Further developments are now in, features are (guided somewhat by how the
memory in linux/unix is managed and current guile strings)

1.   chunked vectors e.g. we dived the vector in areas with different
properties
2.   optionally typed e.g. we consider a vector of u32 etc of data so there
is a notion of object length and byte length
3.   unaligned data transfers can be mitigated (controlled by a depth
parameter) by considering a tree e.g. the chunk is a supervector itself
with the same size as the old chunk
4.   growing and shrinking can be effective
5.   we have a pre side and a post side  so queues and stacks are well
modeled by this
6.   fast reverse operation (useful for queues)
7.   supervectors can be read only
8.   ro super vectors allow cow  (copy on write) sharing
9.   types can grow e.g. we can start with a u8 general layout and have
some chunks in u16 and some in u32 all tree like and controlled by an
allowed depth
10. we can shar data that means that a shared copy can write to the
original vector it copied from
11. zero chunks
12. all in scheme, but can take advantage of superfast c-code that
mayby uses some advance processor op not possible in guile etc for hot
paths, the advanantage
      is that i) the chunks means better fibers integration with no long
stalls because it repeats frequently to scheme and ii) the supervector
library have an API
      that makes the programming experience pleasant to implement the
operations.
13. good default sizes of chunks to make sure that they are large enough to
amortise the overhead of the chunks
14. fast append append!
15. pretty fast indexing, lookup of a position where the speed goes from
basically a vector lookup to tree lookup controlled by the level parameter
16. auto aligns supervectors chunks to allow fast operations.

Next
a) testing testing testing and debugging
b) making a string implementation with guiles string interface that will
guide some util functions for the general supervector.
c) try find a regexp library that can work with chunked vectors.
d) make the supervector work with ports so that we do not need to go via
strings to create a large data structure and instead of the chunked one
which is built
     by smaller moderate sized pages
e) enable user defined data on chunks
f) some data transfers can be much faster in C when e.g. one copy from u8
to u64
g) allow supervectors with SCM objects as elements
h) allow chunked bitvectors and chunked bitvector operations
i)  docs like readme


Project:
https://gitlab.com/tampe/stis-supervectors/-/tree/main



On Thu, Sep 2, 2021 at 5:54 PM Stefan Israelsson Tampe <
stefan.itampe@gmail.com> wrote:

> Oh I just created the project, you can follow it here:
>
> https://gitlab.com/tampe/stis-supervectors
>
> On Thu, Sep 2, 2021 at 5:45 PM Stefan Israelsson Tampe <
> stefan.itampe@gmail.com> wrote:
>
>> Hi guilers!
>>
>> My next project is to explore a more advanced bytevector structure than
>> today's bytevectors.
>> I think that having this infrastructure in guile and core code taken
>> advantage of it like having strings otop of it and allowing our string
>> library to use those (the difficult case is probably to get regexps working
>> properly)
>>
>> Anyhow this is my initial comment in the code:
>>
>> #|
>> The idea of this data structure is to note that when we employ full
>> large datastructure scans we can allow for a much more rich and
>> featurefull
>> datastructure then a simple bytevector.
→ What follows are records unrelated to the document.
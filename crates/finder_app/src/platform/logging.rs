//! Logger setup for review-finder.
//!
//! The session owns stdout, so the default is a log file; terminal logging
//! goes through simplelog's mixed mode and is meant for debugging only.

use std::fs::File;
use std::path::Path;

use log::LevelFilter;
use simplelog::{
    ColorChoice, CombinedLogger, Config, ConfigBuilder, SharedLogger, TermLogger, TerminalMode,
    WriteLogger,
};

/// Destination for log output.
#[derive(Debug, Clone, Copy, PartialEq, Eq, clap::ValueEnum)]
pub enum LogDestination {
    /// Log file only.
    File,
    /// Terminal only.
    Terminal,
    /// Log file and terminal.
    Both,
    /// No logging at all.
    Off,
}

impl LogDestination {
    fn wants_file(self) -> bool {
        matches!(self, LogDestination::File | LogDestination::Both)
    }

    fn wants_terminal(self) -> bool {
        matches!(self, LogDestination::Terminal | LogDestination::Both)
    }
}

/// Installs the global logger. Failing to open the log file only costs the
/// file sink; the session still runs.
pub fn initialize(destination: LogDestination, verbose: bool, log_file: &Path) {
    let level = if verbose {
        LevelFilter::Debug
    } else {
        LevelFilter::Info
    };
    let config = ConfigBuilder::new()
        .set_time_format_rfc3339()
        .set_target_level(LevelFilter::Error)
        .build();

    let mut loggers: Vec<Box<dyn SharedLogger>> = Vec::new();
    if destination.wants_terminal() {
        loggers.push(TermLogger::new(
            level,
            config.clone(),
            TerminalMode::Mixed,
            ColorChoice::Auto,
        ));
    }
    if destination.wants_file() {
        if let Some(file_logger) = file_logger(level, config, log_file) {
            loggers.push(file_logger);
        }
    }
    if loggers.is_empty() {
        return;
    }

    let _ = CombinedLogger::init(loggers);
}

fn file_logger(level: LevelFilter, config: Config, path: &Path) -> Option<Box<WriteLogger<File>>> {
    match File::create(path) {
        Ok(file) => Some(WriteLogger::new(level, config, file)),
        Err(err) => {
            eprintln!("Warning: could not create log file {}: {}", path.display(), err);
            None
        }
    }
}
use crate::ExtractedReview;

#[derive(Debug, Clone, PartialEq, Eq)]
pub enum Effect {
    Search { query: String },
    CheckExists { title: String, year: String },
    Extract { title: String, year: String },
    /// Read the saved review for this title/year and display it.
    ShowReview { title: String, year: String },
    Notify(Notice),
}

/// User-facing status messages emitted by transitions.
#[derive(Debug, Clone, PartialEq, Eq)]
pub enum Notice {
    Searching { query: String },
    NoMatches,
    Selected {
        title: String,
        year: String,
        director: String,
    },
    CheckingAvailability { title: String, year: String },
    Available,
    NotAvailable { title: String, year: String },
    TryingOriginalTitle { original_title: String },
    AvailableUnderOriginalTitle,
    NotAvailableUnderOriginalTitle,
    ExtractionStarted { title: String, year: String },
    ExtractionSucceeded {
        review: ExtractedReview,
        title: String,
        year: String,
    },
    ExtractionFailed { message: String },
    Goodbye,
}
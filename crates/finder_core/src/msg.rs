use crate::{CandidateMovie, ExtractionResult};

#[derive(Debug, Clone, PartialEq)]
pub enum Msg {
    /// User submitted a non-empty search query.
    SearchSubmitted(String),
    /// Search orchestration finished; empty means no matches.
    SearchCompleted(Vec<CandidateMovie>),
    /// User picked a result by 0-based index.
    MovieSelected(usize),
    /// User asked to drop the list and search again.
    RepeatSearch,
    /// Existence check for the working title finished.
    ExistenceChecked { found: bool },
    ConfirmExtract,
    BackToSearch,
    BackToList,
    ExtractionFinished(ExtractionResult),
    ViewReview,
    ChooseAnother,
    NewSearch,
    Quit,
    /// Ctrl-C or end of input.
    Interrupted,
}
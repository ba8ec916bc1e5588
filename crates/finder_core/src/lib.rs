//! Review finder core: pure session state machine and view-model helpers.
mod effect;
mod input;
mod movie;
mod msg;
mod state;
mod update;
mod view_model;

pub use effect::{Effect, Notice};
pub use input::{parse_input, InputError};
pub use movie::{
    CandidateMovie, ExtractedReview, ExtractionResult, FailureStatus, ResultSet, UNKNOWN,
};
pub use msg::Msg;
pub use state::{AppState, SessionContext, SessionState, VerifyStage, WorkingTitle};
pub use update::update;
pub use view_model::{AppViewModel, MovieRowView, Prompt};
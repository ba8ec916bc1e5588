use thiserror::Error;

use crate::{Msg, Prompt};

/// Rejected menu input. The session stays where it was and re-prompts.
#[derive(Debug, Clone, PartialEq, Eq, Error)]
pub enum InputError {
    #[error("enter a title to search for")]
    EmptyQuery,
    #[error("enter a number between 1 and {count}")]
    OutOfRange { count: usize },
    #[error("enter a valid number, 'r' to repeat the search, or 'q' to quit")]
    Invalid,
    #[error("valid options: {expected}")]
    UnknownOption { expected: &'static str },
}

/// Maps one line of user input to a message for the given menu.
pub fn parse_input(prompt: &Prompt, raw: &str) -> Result<Msg, InputError> {
    let trimmed = raw.trim();
    let choice = trimmed.to_lowercase();

    match prompt {
        Prompt::SearchQuery => match choice.as_str() {
            "q" | "quit" | "exit" => Ok(Msg::Quit),
            "" => Err(InputError::EmptyQuery),
            _ => Ok(Msg::SearchSubmitted(trimmed.to_string())),
        },
        Prompt::ChooseMovie { count } => match choice.as_str() {
            "q" | "quit" => Ok(Msg::Quit),
            "r" | "repeat" => Ok(Msg::RepeatSearch),
            other => {
                let out_of_range = InputError::OutOfRange { count: *count };
                match other.parse::<usize>() {
                    Ok(number) if (1..=*count).contains(&number) => {
                        Ok(Msg::MovieSelected(number - 1))
                    }
                    Ok(_) => Err(out_of_range),
                    // All digits but wider than usize.
                    Err(_) if !other.is_empty() && other.bytes().all(|b| b.is_ascii_digit()) => {
                        Err(out_of_range)
                    }
                    Err(_) => Err(InputError::Invalid),
                }
            }
        },
        Prompt::ConfirmExtraction { .. } => match choice.as_str() {
            "y" | "yes" | "s" | "si" => Ok(Msg::ConfirmExtract),
            "n" | "no" => Ok(Msg::BackToSearch),
            "b" | "back" | "u" | "up" => Ok(Msg::BackToList),
            "q" | "quit" => Ok(Msg::Quit),
            _ => Err(InputError::UnknownOption {
                expected: "y (extract), n (new search), b (back to list), q (quit)",
            }),
        },
        Prompt::PostExtraction => match choice.as_str() {
            "v" | "view" => Ok(Msg::ViewReview),
            "u" | "up" | "another" => Ok(Msg::ChooseAnother),
            "r" | "repeat" | "new" => Ok(Msg::NewSearch),
            "q" | "quit" => Ok(Msg::Quit),
            _ => Err(InputError::UnknownOption {
                expected: "v (view), u (another movie), r (new search), q (quit)",
            }),
        },
    }
}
The reason is that we can divide
>> the data in byte chunks and spend most of the time scanning copying maping
>> those areas with usual methis, even optimized C - code taken advantage of
>> advanced cpu opcodes are possible here. ANd by dividing it in chunks we get
>> a lot of new features with essentiually no cose with more than complexity
>> which we manage mostly in scheme. We gain many things,
>>
>> 1. Many new features that can vary on the pages
>>
>> 2. less memory hogs as
>>    a. it can use copy ion write semantics
>>    b. it does not need to fins 1GB continuous blocks
>>
>> 3. potentially faster operations as we can fast foorward the zeroe on
>> write
>>    pages compared to pure bytevectors
>>
>> 4. we can allow for swaping and refferential datastructures to speed up
>> copying
>>    even further
>>
>> 5. can get better fiber features of C programs that spends seconds or
>> minutes on
>>    performing an operation because it will just spend a microsecond or
>> such
>>    in C-land and then swap back to Scheme. CTRL-C will also work nicely.
>>
>> 6. We could potentially build a string library untop of these
>> datastructures and
>>    also we could add features to pages that lead to a much richer
>> interface.
>>
>> 7. resizing is much faster end efficient
>>
>> 8. reversing is super quick
>>
>> 9. queues and stacks of byte data can have a very efficient
>> implementations
>>
>> Drawback:
>> 1. More complex as we need to consider boudaries
>> 2. Slower one off operations like bytevector-u8-get as guile compiles the
>>    core operatoins to quite effective JIT CPU encodings. But maybe we can
>>    disign some caching to make those operations much faster and even have
>>    suporting JIT operations.
>>
>> |#
>>
>> WDYT ?
>>
>>